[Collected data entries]
++++
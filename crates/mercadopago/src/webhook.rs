//! Webhook notification parsing and signature verification.

use hmac::{Hmac, Mac};
use serde::Deserialize;
use sha2::Sha256;

type HmacSha256 = Hmac<Sha256>;

/// Body of a gateway webhook POST. Only `type == "payment"`
/// notifications carry a payment id worth looking up.
#[derive(Clone, Debug, Deserialize)]
pub struct WebhookNotification {
    #[serde(default)]
    pub id: Option<serde_json::Value>,
    #[serde(rename = "type")]
    pub kind: String,
    #[serde(default)]
    pub action: Option<String>,
    pub data: WebhookData,
}

#[derive(Clone, Debug, Deserialize)]
pub struct WebhookData {
    pub id: String,
}

impl WebhookNotification {
    pub fn is_payment(&self) -> bool {
        self.kind == "payment"
    }

    pub fn payment_id(&self) -> &str {
        &self.data.id
    }
}

/// Checks the hex-encoded HMAC-SHA256 signature the gateway sends over
/// the raw request body. Comparison is constant-time.
pub fn verify_signature(secret: &str, body: &[u8], signature: &str) -> bool {
    let Ok(expected) = hex::decode(signature.trim()) else {
        return false;
    };
    let Ok(mut mac) = HmacSha256::new_from_slice(secret.as_bytes()) else {
        return false;
    };
    mac.update(body);
    mac.verify_slice(&expected).is_ok()
}

#[cfg(test)]
mod tests {
    use hmac::{Hmac, Mac};
    use sha2::Sha256;

    use super::{verify_signature, WebhookNotification};

    fn sign(secret: &str, body: &[u8]) -> String {
        let mut mac = Hmac::<Sha256>::new_from_slice(secret.as_bytes())
            .expect("hmac accepts any key length");
        mac.update(body);
        hex::encode(mac.finalize().into_bytes())
    }

    #[test]
    fn valid_signature_verifies() {
        let body = br#"{"type":"payment","data":{"id":"123"}}"#;
        let signature = sign("topsecret", body);
        assert!(verify_signature("topsecret", body, &signature));
    }

    #[test]
    fn tampered_body_fails_verification() {
        let body = br#"{"type":"payment","data":{"id":"123"}}"#;
        let signature = sign("topsecret", body);
        assert!(!verify_signature("topsecret", b"{}", &signature));
    }

    #[test]
    fn wrong_secret_fails_verification() {
        let body = br#"{"type":"payment","data":{"id":"123"}}"#;
        let signature = sign("topsecret", body);
        assert!(!verify_signature("other", body, &signature));
    }

    #[test]
    fn non_hex_signature_is_rejected() {
        assert!(!verify_signature("topsecret", b"{}", "not hex at all"));
    }

    #[test]
    fn payment_notifications_expose_the_payment_id() {
        let body = r#"{"id": 42, "type": "payment", "action": "payment.updated", "data": {"id": "987654"}}"#;
        let notification: WebhookNotification =
            serde_json::from_str(body).expect("webhook body parses");
        assert!(notification.is_payment());
        assert_eq!(notification.payment_id(), "987654");
        assert_eq!(notification.action.as_deref(), Some("payment.updated"));
    }

    #[test]
    fn non_payment_notifications_are_flagged() {
        let body = r#"{"type": "merchant_order", "data": {"id": "555"}}"#;
        let notification: WebhookNotification =
            serde_json::from_str(body).expect("webhook body parses");
        assert!(!notification.is_payment());
    }
}
//! Spanish WhatsApp copy for the three payment messages. Each renderer
//! returns the message text plus any URL buttons to attach.

use pagoflow_core::format::{format_cop, format_expiry};
use pagoflow_core::CartItem;

use crate::messages::{PaymentConfirmationMessage, PaymentFailureMessage, PaymentLinkMessage};

#[derive(Clone, Debug, PartialEq, Eq)]
pub struct UrlButton {
    pub title: String,
    pub url: String,
}

#[derive(Clone, Debug, PartialEq, Eq)]
pub struct RenderedTemplate {
    pub kind: &'static str,
    pub text: String,
    pub buttons: Vec<UrlButton>,
}

fn greeting(customer_name: Option<&str>) -> &str {
    customer_name.unwrap_or("estimado cliente")
}

/// Bullet list of cart lines: `• Title\n  Cantidad: N x $P COP = $T COP`.
fn items_block(items: &[CartItem]) -> String {
    let mut out = String::new();
    for item in items {
        let unit = format_cop(item.unit_price);
        let line = format_cop(item.line_total());
        out.push_str(&format!(
            "• {}\n  Cantidad: {} x {unit} = {line}\n\n",
            item.title, item.quantity
        ));
    }
    out.trim_end().to_owned()
}

pub fn payment_link(message: &PaymentLinkMessage) -> RenderedTemplate {
    let text = format!(
        "🛍️ *{brand}* - Completa tu compra\n\n\
         ¡Hola {name}! 👋\n\n\
         Tienes los siguientes productos reservados:\n\n\
         {items}\n\n\
         💰 *Total: {total}*\n\n\
         Para completar tu compra, haz clic en el siguiente enlace:\n\
         {url}\n\n\
         ⏰ Este enlace expira el {expiry}\n\n\
         ¿Necesitas ayuda? Escríbenos, estamos aquí para apoyarte 💬",
        brand = message.brand_name,
        name = greeting(message.customer_name.as_deref()),
        items = items_block(&message.items),
        total = format_cop(message.total_amount),
        url = message.checkout_url,
        expiry = format_expiry(message.expires_at),
    );
    RenderedTemplate {
        kind: "payment_link",
        text,
        buttons: vec![UrlButton {
            title: "💳 Pagar Ahora".to_owned(),
            url: message.checkout_url.clone(),
        }],
    }
}

pub fn payment_confirmation(message: &PaymentConfirmationMessage) -> RenderedTemplate {
    let mut text = format!(
        "✅ *¡Pago Confirmado!* - {brand}\n\n\
         ¡Hola {name}! 🎉\n\n\
         Tu pago ha sido procesado exitosamente:\n\n\
         📋 *Detalles de la compra:*\n\
         {items}\n\n\
         💰 *Total pagado: {total}*\n\
         🆔 *ID de pago: {payment_id}*",
        brand = message.brand_name,
        name = greeting(message.customer_name.as_deref()),
        items = items_block(&message.items),
        total = format_cop(message.total_amount),
        payment_id = message.payment_id,
    );
    if let Some(code) = &message.approval_code {
        text.push_str(&format!("\n✅ *Código de aprobación: {code}*"));
    }
    text.push_str(&format!(
        "\n\n📦 *¿Qué sigue?*\n\
         • Recibirás un email con los detalles de tu compra\n\
         • Tu pedido será procesado en las próximas 24 horas\n\
         • Te notificaremos cuando esté listo para envío\n\n\
         ¡Gracias por confiar en {}! 💙",
        message.brand_name
    ));
    RenderedTemplate { kind: "payment_confirmation", text, buttons: Vec::new() }
}

pub fn payment_failure(message: &PaymentFailureMessage) -> RenderedTemplate {
    let mut text = format!(
        "❌ *Problema con el Pago* - {brand}\n\n\
         Hola {name} 😔\n\n\
         Hubo un problema procesando tu pago:\n\n\
         ⚠️ *Motivo:* {reason}\n\n\
         🔄 *¿Qué puedes hacer?*\n\
         • Verifica los datos de tu tarjeta\n\
         • Intenta con otro método de pago\n\
         • Contacta a tu banco si es necesario",
        brand = message.brand_name,
        name = greeting(message.customer_name.as_deref()),
        reason = message.reason,
    );
    let mut buttons = Vec::new();
    if let Some(retry_url) = &message.retry_url {
        text.push_str("\n\n💳 Puedes intentar nuevamente con el enlace:");
        buttons.push(UrlButton {
            title: "🔄 Intentar de nuevo".to_owned(),
            url: retry_url.clone(),
        });
    }
    text.push_str(&format!(
        "\n\n📞 *¿Necesitas ayuda?*\nContáctanos: {}",
        message.support_phone
    ));
    RenderedTemplate { kind: "payment_failure", text, buttons }
}

#[cfg(test)]
mod tests {
    use chrono::{TimeZone, Utc};
    use pagoflow_core::{CartItem, Money};
    use rust_decimal::Decimal;

    use super::{payment_confirmation, payment_failure, payment_link};
    use crate::messages::{
        PaymentConfirmationMessage, PaymentFailureMessage, PaymentLinkMessage,
    };

    fn camisa(quantity: u32) -> CartItem {
        CartItem {
            id: "camisa-01".to_owned(),
            title: "Camisa".to_owned(),
            description: None,
            quantity,
            unit_price: Money::new(Decimal::from(50_000)),
        }
    }

    #[test]
    fn payment_link_shows_line_totals_and_formatted_total() {
        let rendered = payment_link(&PaymentLinkMessage {
            brand_name: "KOAJ".to_owned(),
            customer_name: Some("Ana".to_owned()),
            items: vec![camisa(2)],
            total_amount: Money::new(Decimal::from(100_000)),
            checkout_url: "https://mp.example/checkout/abc".to_owned(),
            expires_at: Utc.with_ymd_and_hms(2026, 9, 5, 15, 4, 0).single().expect("valid date"),
        });
        assert_eq!(rendered.kind, "payment_link");
        assert!(rendered.text.contains("¡Hola Ana!"));
        assert!(rendered.text.contains("Cantidad: 2 x $50,000 COP = $100,000 COP"));
        assert!(rendered.text.contains("*Total: $100,000 COP*"));
        assert!(rendered.text.contains("5 de septiembre de 2026 a las 15:04"));
        assert_eq!(rendered.buttons.len(), 1);
        assert_eq!(rendered.buttons[0].url, "https://mp.example/checkout/abc");
    }

    #[test]
    fn anonymous_customers_get_the_generic_greeting() {
        let rendered = payment_link(&PaymentLinkMessage {
            brand_name: "KOAJ".to_owned(),
            customer_name: None,
            items: vec![camisa(1)],
            total_amount: Money::new(Decimal::from(50_000)),
            checkout_url: "https://mp.example/checkout/abc".to_owned(),
            expires_at: Utc::now(),
        });
        assert!(rendered.text.contains("¡Hola estimado cliente!"));
    }

    #[test]
    fn confirmation_includes_approval_code_when_present() {
        let base = PaymentConfirmationMessage {
            brand_name: "KOAJ".to_owned(),
            customer_name: None,
            items: vec![camisa(1)],
            total_amount: Money::new(Decimal::from(50_000)),
            payment_id: "987654".to_owned(),
            approval_code: Some("AUTH123".to_owned()),
        };
        let with_code = payment_confirmation(&base);
        assert!(with_code.text.contains("Código de aprobación: AUTH123"));

        let without = payment_confirmation(&PaymentConfirmationMessage {
            approval_code: None,
            ..base
        });
        assert!(!without.text.contains("Código de aprobación"));
    }

    #[test]
    fn failure_retry_button_appears_only_with_a_retry_url() {
        let base = PaymentFailureMessage {
            brand_name: "KOAJ".to_owned(),
            customer_name: None,
            reason: "Fondos insuficientes en la tarjeta.".to_owned(),
            retry_url: Some("https://mp.example/checkout/retry".to_owned()),
            support_phone: "+573001234567".to_owned(),
        };
        let with_retry = payment_failure(&base);
        assert_eq!(with_retry.buttons.len(), 1);
        assert!(with_retry.text.contains("Fondos insuficientes"));
        assert!(with_retry.text.contains("+573001234567"));

        let without = payment_failure(&PaymentFailureMessage { retry_url: None, ..base });
        assert!(without.buttons.is_empty());
    }
}
use async_trait::async_trait;
use chrono::{DateTime, Utc};
use sqlx::sqlite::SqliteRow;
use sqlx::Row;

use pagoflow_core::domain::conversation::ConversationState;
use pagoflow_core::{ConversationContext, ConversationId, FlowId, PhoneNumber};

use super::{ConversationStore, StoreError};
use crate::DbPool;

pub struct SqlConversationStore {
    pool: DbPool,
}

impl SqlConversationStore {
    pub fn new(pool: DbPool) -> Self {
        Self { pool }
    }
}

#[async_trait]
impl ConversationStore for SqlConversationStore {
    async fn get(&self, id: &ConversationId) -> Result<Option<ConversationContext>, StoreError> {
        let row = sqlx::query("SELECT * FROM conversations WHERE conversation_id = ?1")
            .bind(&id.0)
            .fetch_optional(&self.pool)
            .await?;
        row.map(decode_context).transpose()
    }

    async fn put(&self, context: &ConversationContext) -> Result<(), StoreError> {
        sqlx::query(
            "INSERT OR REPLACE INTO conversations ( \
                 conversation_id, customer_phone, current_state, previous_state, customer, \
                 cart_items, active_payment_flow, payment_history, created_at, last_activity, \
                 metadata \
             ) VALUES (?1, ?2, ?3, ?4, ?5, ?6, ?7, ?8, ?9, ?10, ?11)",
        )
        .bind(&context.conversation_id.0)
        .bind(context.customer_phone.as_str())
        .bind(context.current_state.as_str())
        .bind(context.previous_state.map(|state| state.as_str()))
        .bind(encode_json(&context.customer)?)
        .bind(encode_json(&context.cart_items)?)
        .bind(context.active_payment_flow.as_ref().map(|flow| flow.0.as_str()))
        .bind(encode_json(&context.payment_history)?)
        .bind(context.created_at)
        .bind(context.last_activity)
        .bind(encode_json(&context.metadata)?)
        .execute(&self.pool)
        .await?;
        Ok(())
    }
}

fn encode_json<T: serde::Serialize>(value: &T) -> Result<String, StoreError> {
    serde_json::to_string(value).map_err(|error| StoreError::Decode(error.to_string()))
}

fn decode_json<T: serde::de::DeserializeOwned>(raw: &str, column: &str) -> Result<T, StoreError> {
    serde_json::from_str(raw)
        .map_err(|error| StoreError::Decode(format!("column {column}: {error}")))
}

fn decode_state(raw: &str) -> Result<ConversationState, StoreError> {
    ConversationState::parse(raw)
        .ok_or_else(|| StoreError::Decode(format!("unknown conversation state {raw:?}")))
}

fn decode_context(row: SqliteRow) -> Result<ConversationContext, StoreError> {
    let phone_raw: String = row.try_get("customer_phone")?;
    let customer_phone = PhoneNumber::parse(&phone_raw)
        .map_err(|error| StoreError::Decode(error.to_string()))?;

    let current_raw: String = row.try_get("current_state")?;
    let previous_raw: Option<String> = row.try_get("previous_state")?;

    let customer_raw: String = row.try_get("customer")?;
    let cart_raw: String = row.try_get("cart_items")?;
    let history_raw: String = row.try_get("payment_history")?;
    let metadata_raw: String = row.try_get("metadata")?;
    let active_flow: Option<String> = row.try_get("active_payment_flow")?;

    let created_at: DateTime<Utc> = row.try_get("created_at")?;
    let last_activity: DateTime<Utc> = row.try_get("last_activity")?;

    Ok(ConversationContext {
        conversation_id: ConversationId(row.try_get("conversation_id")?),
        customer_phone,
        current_state: decode_state(&current_raw)?,
        previous_state: previous_raw.as_deref().map(decode_state).transpose()?,
        customer: decode_json(&customer_raw, "customer")?,
        cart_items: decode_json(&cart_raw, "cart_items")?,
        active_payment_flow: active_flow.map(FlowId),
        payment_history: decode_json(&history_raw, "payment_history")?,
        created_at,
        last_activity,
        metadata: decode_json(&metadata_raw, "metadata")?,
    })
}
use std::collections::BTreeMap;

use chrono::{DateTime, Utc};
use serde::{Deserialize, Serialize};
use uuid::Uuid;

use crate::domain::conversation::ConversationId;
use crate::domain::customer::CustomerInfo;
use crate::domain::item::{order_total, CartItem};
use crate::domain::money::Money;
use crate::domain::phone::PhoneNumber;
use crate::errors::DomainError;

#[derive(Clone, Debug, PartialEq, Eq, Hash, Serialize, Deserialize)]
pub struct FlowId(pub String);

impl FlowId {
    pub fn new(id: impl Into<String>) -> Self {
        Self(id.into())
    }

    pub fn as_str(&self) -> &str {
        &self.0
    }

    /// Globally unique without a central sequence: conversation id plus a
    /// second-resolution timestamp plus a random suffix.
    pub fn generate(conversation_id: &ConversationId) -> Self {
        let stamp = Utc::now().format("%Y%m%d_%H%M%S");
        let suffix = &Uuid::new_v4().simple().to_string()[..8];
        Self(format!("flow_{stamp}_{}_{suffix}", conversation_id.0))
    }
}

impl std::fmt::Display for FlowId {
    fn fmt(&self, f: &mut std::fmt::Formatter<'_>) -> std::fmt::Result {
        f.write_str(&self.0)
    }
}

#[derive(Clone, Copy, Debug, PartialEq, Eq, Serialize, Deserialize)]
#[serde(rename_all = "snake_case")]
pub enum FlowStatus {
    Initiated,
    PreferenceCreated,
    LinkSent,
    PaymentPending,
    PaymentApproved,
    PaymentFailed,
    Cancelled,
    Expired,
    Completed,
    Failed,
}

impl FlowStatus {
    pub fn as_str(&self) -> &'static str {
        match self {
            Self::Initiated => "initiated",
            Self::PreferenceCreated => "preference_created",
            Self::LinkSent => "link_sent",
            Self::PaymentPending => "payment_pending",
            Self::PaymentApproved => "payment_approved",
            Self::PaymentFailed => "payment_failed",
            Self::Cancelled => "cancelled",
            Self::Expired => "expired",
            Self::Completed => "completed",
            Self::Failed => "failed",
        }
    }

    pub fn parse(value: &str) -> Option<Self> {
        Some(match value {
            "initiated" => Self::Initiated,
            "preference_created" => Self::PreferenceCreated,
            "link_sent" => Self::LinkSent,
            "payment_pending" => Self::PaymentPending,
            "payment_approved" => Self::PaymentApproved,
            "payment_failed" => Self::PaymentFailed,
            "cancelled" => Self::Cancelled,
            "expired" => Self::Expired,
            "completed" => Self::Completed,
            "failed" => Self::Failed,
            _ => return None,
        })
    }

    pub fn bucket(&self) -> StatusBucket {
        match self {
            Self::Initiated | Self::PreferenceCreated | Self::LinkSent => {
                StatusBucket::ActivePrePayment
            }
            Self::PaymentPending => StatusBucket::AwaitingPayment,
            Self::PaymentApproved | Self::Completed => StatusBucket::Succeeded,
            Self::PaymentFailed | Self::Cancelled | Self::Expired | Self::Failed => {
                StatusBucket::Failed
            }
        }
    }

    /// Ordering inside the pre-payment bucket; transitions there only move
    /// forward.
    fn pre_payment_rank(&self) -> u8 {
        match self {
            Self::Initiated => 0,
            Self::PreferenceCreated => 1,
            Self::LinkSent => 2,
            _ => u8::MAX,
        }
    }
}

/// Exactly one bucket applies to a flow at any time. Bucket transitions are
/// monotonic: a flow never re-enters an earlier bucket, so a late `pending`
/// webhook cannot walk back an `approved` flow.
#[derive(Clone, Copy, Debug, PartialEq, Eq, PartialOrd, Ord, Serialize, Deserialize)]
#[serde(rename_all = "snake_case")]
pub enum StatusBucket {
    ActivePrePayment,
    AwaitingPayment,
    Succeeded,
    Failed,
}

impl StatusBucket {
    pub fn is_terminal(&self) -> bool {
        matches!(self, Self::Succeeded | Self::Failed)
    }
}

/// Result of applying a status to a flow. Regressions are deliberately a
/// no-op rather than an error: out-of-order webhooks are expected traffic.
#[derive(Clone, Debug, PartialEq, Eq)]
pub enum StatusTransition {
    Applied { from: FlowStatus, to: FlowStatus },
    Superseded { current: FlowStatus, rejected: FlowStatus },
}

impl StatusTransition {
    pub fn was_applied(&self) -> bool {
        matches!(self, Self::Applied { .. })
    }
}

/// One purchase attempt: the full lifecycle from initiation through the
/// gateway preference and WhatsApp link to the terminal payment outcome.
#[derive(Clone, Debug, PartialEq, Serialize, Deserialize)]
pub struct PaymentFlow {
    pub flow_id: FlowId,
    pub conversation_id: ConversationId,
    pub customer_phone: PhoneNumber,
    pub items: Vec<CartItem>,
    #[serde(default)]
    pub customer: CustomerInfo,
    pub payment_id: Option<String>,
    pub transaction_id: Option<String>,
    pub checkout_url: Option<String>,
    pub status: FlowStatus,
    pub payment_status: Option<String>,
    pub payment_data: Option<serde_json::Value>,
    pub created_at: DateTime<Utc>,
    pub updated_at: Option<DateTime<Utc>>,
    pub expires_at: Option<DateTime<Utc>>,
    /// Retry lineage and cancellation bookkeeping. Recorded, never
    /// interpreted by the state machine.
    #[serde(default)]
    pub metadata: BTreeMap<String, serde_json::Value>,
}

impl PaymentFlow {
    pub fn new(
        conversation_id: ConversationId,
        customer_phone: PhoneNumber,
        items: Vec<CartItem>,
        customer: CustomerInfo,
    ) -> Self {
        Self {
            flow_id: FlowId::generate(&conversation_id),
            conversation_id,
            customer_phone,
            items,
            customer,
            payment_id: None,
            transaction_id: None,
            checkout_url: None,
            status: FlowStatus::Initiated,
            payment_status: None,
            payment_data: None,
            created_at: Utc::now(),
            updated_at: None,
            expires_at: None,
            metadata: BTreeMap::new(),
        }
    }

    /// Σ(quantity × unit_price) over the stored items, never cached.
    pub fn total_amount(&self) -> Money {
        order_total(&self.items)
    }

    pub fn is_active(&self) -> bool {
        !self.status.bucket().is_terminal()
    }

    pub fn is_completed(&self) -> bool {
        self.status.bucket() == StatusBucket::Succeeded
    }

    pub fn is_failed(&self) -> bool {
        self.status.bucket() == StatusBucket::Failed
    }

    /// Records the gateway preference. Only a freshly initiated flow may
    /// take one; the fields are immutable afterwards.
    pub fn attach_preference(
        &mut self,
        payment_id: String,
        transaction_id: String,
        checkout_url: String,
        expires_at: Option<DateTime<Utc>>,
    ) -> Result<(), DomainError> {
        if self.status != FlowStatus::Initiated {
            return Err(DomainError::InvalidFlowTransition {
                from: self.status,
                to: FlowStatus::PreferenceCreated,
            });
        }
        self.payment_id = Some(payment_id);
        self.transaction_id = Some(transaction_id);
        self.checkout_url = Some(checkout_url);
        self.expires_at = expires_at;
        self.status = FlowStatus::PreferenceCreated;
        self.touch();
        Ok(())
    }

    pub fn mark_link_sent(&mut self) -> Result<(), DomainError> {
        if self.status != FlowStatus::PreferenceCreated {
            return Err(DomainError::InvalidFlowTransition {
                from: self.status,
                to: FlowStatus::LinkSent,
            });
        }
        self.status = FlowStatus::LinkSent;
        self.touch();
        Ok(())
    }

    /// Monotonic-bucket transition guard. Forward moves are applied; a
    /// status whose bucket is behind the current one, a terminal current
    /// status, or a backwards step inside the pre-payment bucket all come
    /// back as `Superseded` and leave the flow untouched.
    pub fn apply_status(&mut self, next: FlowStatus) -> StatusTransition {
        let from = self.status;
        let superseded = StatusTransition::Superseded { current: from, rejected: next };

        if from.bucket().is_terminal() {
            return superseded;
        }
        if next.bucket() < from.bucket() {
            return superseded;
        }
        if next.bucket() == from.bucket() {
            let within_pre_payment = next.bucket() == StatusBucket::ActivePrePayment
                && next.pre_payment_rank() > from.pre_payment_rank();
            // Re-asserting payment_pending is a tolerated duplicate.
            let pending_reassert = from == FlowStatus::PaymentPending && next == from;
            if !within_pre_payment && !pending_reassert {
                return superseded;
            }
        }

        self.status = next;
        self.touch();
        StatusTransition::Applied { from, to: next }
    }

    /// Explicit cancellation, reachable from any non-terminal state. A
    /// terminal flow stays as it is.
    pub fn cancel(&mut self, reason: &str) -> bool {
        if self.status.bucket().is_terminal() {
            return false;
        }
        self.status = FlowStatus::Cancelled;
        self.metadata
            .insert("cancellation_reason".to_owned(), serde_json::Value::from(reason));
        self.metadata
            .insert("cancelled_at".to_owned(), serde_json::Value::from(Utc::now().to_rfc3339()));
        self.touch();
        true
    }

    pub fn touch(&mut self) {
        self.updated_at = Some(Utc::now());
    }
}

#[cfg(test)]
mod tests {
    use crate::domain::conversation::ConversationId;
    use crate::domain::customer::CustomerInfo;
    use crate::domain::item::CartItem;
    use crate::domain::money::Money;
    use crate::domain::phone::PhoneNumber;
    use crate::errors::DomainError;

    use super::{FlowId, FlowStatus, PaymentFlow, StatusBucket, StatusTransition};

    fn flow() -> PaymentFlow {
        PaymentFlow::new(
            ConversationId("conv-1".to_owned()),
            PhoneNumber::parse("3001234567").expect("valid phone"),
            vec![CartItem {
                id: "sku1".to_owned(),
                title: "Camisa".to_owned(),
                description: None,
                quantity: 2,
                unit_price: Money::from_minor_units(5_000_000),
            }],
            CustomerInfo::default(),
        )
    }

    fn flow_with_link_sent() -> PaymentFlow {
        let mut flow = flow();
        flow.attach_preference(
            "pref-1".to_owned(),
            "txn-1".to_owned(),
            "https://mp.example/checkout/pref-1".to_owned(),
            None,
        )
        .expect("initiated flow takes a preference");
        flow.mark_link_sent().expect("preference_created -> link_sent");
        flow
    }

    #[test]
    fn generated_ids_embed_conversation_and_are_unique() {
        let conversation = ConversationId("conv-9".to_owned());
        let first = FlowId::generate(&conversation);
        let second = FlowId::generate(&conversation);

        assert!(first.0.starts_with("flow_"));
        assert!(first.0.contains("conv-9"));
        assert_ne!(first, second);
    }

    #[test]
    fn total_is_derived_from_items() {
        assert_eq!(flow().total_amount(), Money::from_minor_units(10_000_000));
    }

    #[test]
    fn preference_can_only_attach_once() {
        let mut flow = flow_with_link_sent();
        let error = flow
            .attach_preference("pref-2".to_owned(), "txn-2".to_owned(), "url".to_owned(), None)
            .expect_err("second preference must be rejected");
        assert!(matches!(error, DomainError::InvalidFlowTransition { .. }));
        assert_eq!(flow.payment_id.as_deref(), Some("pref-1"));
    }

    #[test]
    fn forward_bucket_transitions_apply() {
        let mut flow = flow_with_link_sent();

        assert!(flow.apply_status(FlowStatus::PaymentPending).was_applied());
        assert!(flow.apply_status(FlowStatus::PaymentApproved).was_applied());
        assert_eq!(flow.status.bucket(), StatusBucket::Succeeded);
    }

    #[test]
    fn late_pending_webhook_does_not_regress_an_approved_flow() {
        let mut flow = flow_with_link_sent();
        flow.apply_status(FlowStatus::PaymentApproved);

        let outcome = flow.apply_status(FlowStatus::PaymentPending);

        assert_eq!(
            outcome,
            StatusTransition::Superseded {
                current: FlowStatus::PaymentApproved,
                rejected: FlowStatus::PaymentPending,
            }
        );
        assert_eq!(flow.status, FlowStatus::PaymentApproved);
    }

    #[test]
    fn terminal_flows_never_transition_further() {
        let mut flow = flow_with_link_sent();
        flow.apply_status(FlowStatus::PaymentFailed);

        assert!(!flow.apply_status(FlowStatus::PaymentApproved).was_applied());
        assert!(!flow.cancel("late"), "terminal flow cannot be cancelled");
        assert_eq!(flow.status, FlowStatus::PaymentFailed);
    }

    #[test]
    fn duplicate_pending_is_tolerated_and_applied() {
        let mut flow = flow_with_link_sent();
        flow.apply_status(FlowStatus::PaymentPending);
        assert!(flow.apply_status(FlowStatus::PaymentPending).was_applied());
    }

    #[test]
    fn cancel_records_reason_and_timestamp() {
        let mut flow = flow_with_link_sent();
        assert!(flow.cancel("user_cancellation"));

        assert_eq!(flow.status, FlowStatus::Cancelled);
        assert_eq!(
            flow.metadata.get("cancellation_reason").and_then(|v| v.as_str()),
            Some("user_cancellation")
        );
        assert!(flow.metadata.contains_key("cancelled_at"));
    }

    #[test]
    fn status_round_trips_through_its_wire_name() {
        for status in [
            FlowStatus::Initiated,
            FlowStatus::PreferenceCreated,
            FlowStatus::LinkSent,
            FlowStatus::PaymentPending,
            FlowStatus::PaymentApproved,
            FlowStatus::PaymentFailed,
            FlowStatus::Cancelled,
            FlowStatus::Expired,
            FlowStatus::Completed,
            FlowStatus::Failed,
        ] {
            assert_eq!(FlowStatus::parse(status.as_str()), Some(status));
        }
        assert_eq!(FlowStatus::parse("refunded_elsewhere"), None);
    }
}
++++
= What you need to do =
The lines to return are those in the records above that hold the word "Decimal".

= Solution below =
    use rust_decimal::Decimal;
            unit_price: Money::new(Decimal::from(50_000)),
            total_amount: Money::new(Decimal::from(100_000)),
            total_amount: Money::new(Decimal::from(50_000)),
            total_amount: Money::new(Decimal::from(50_000)),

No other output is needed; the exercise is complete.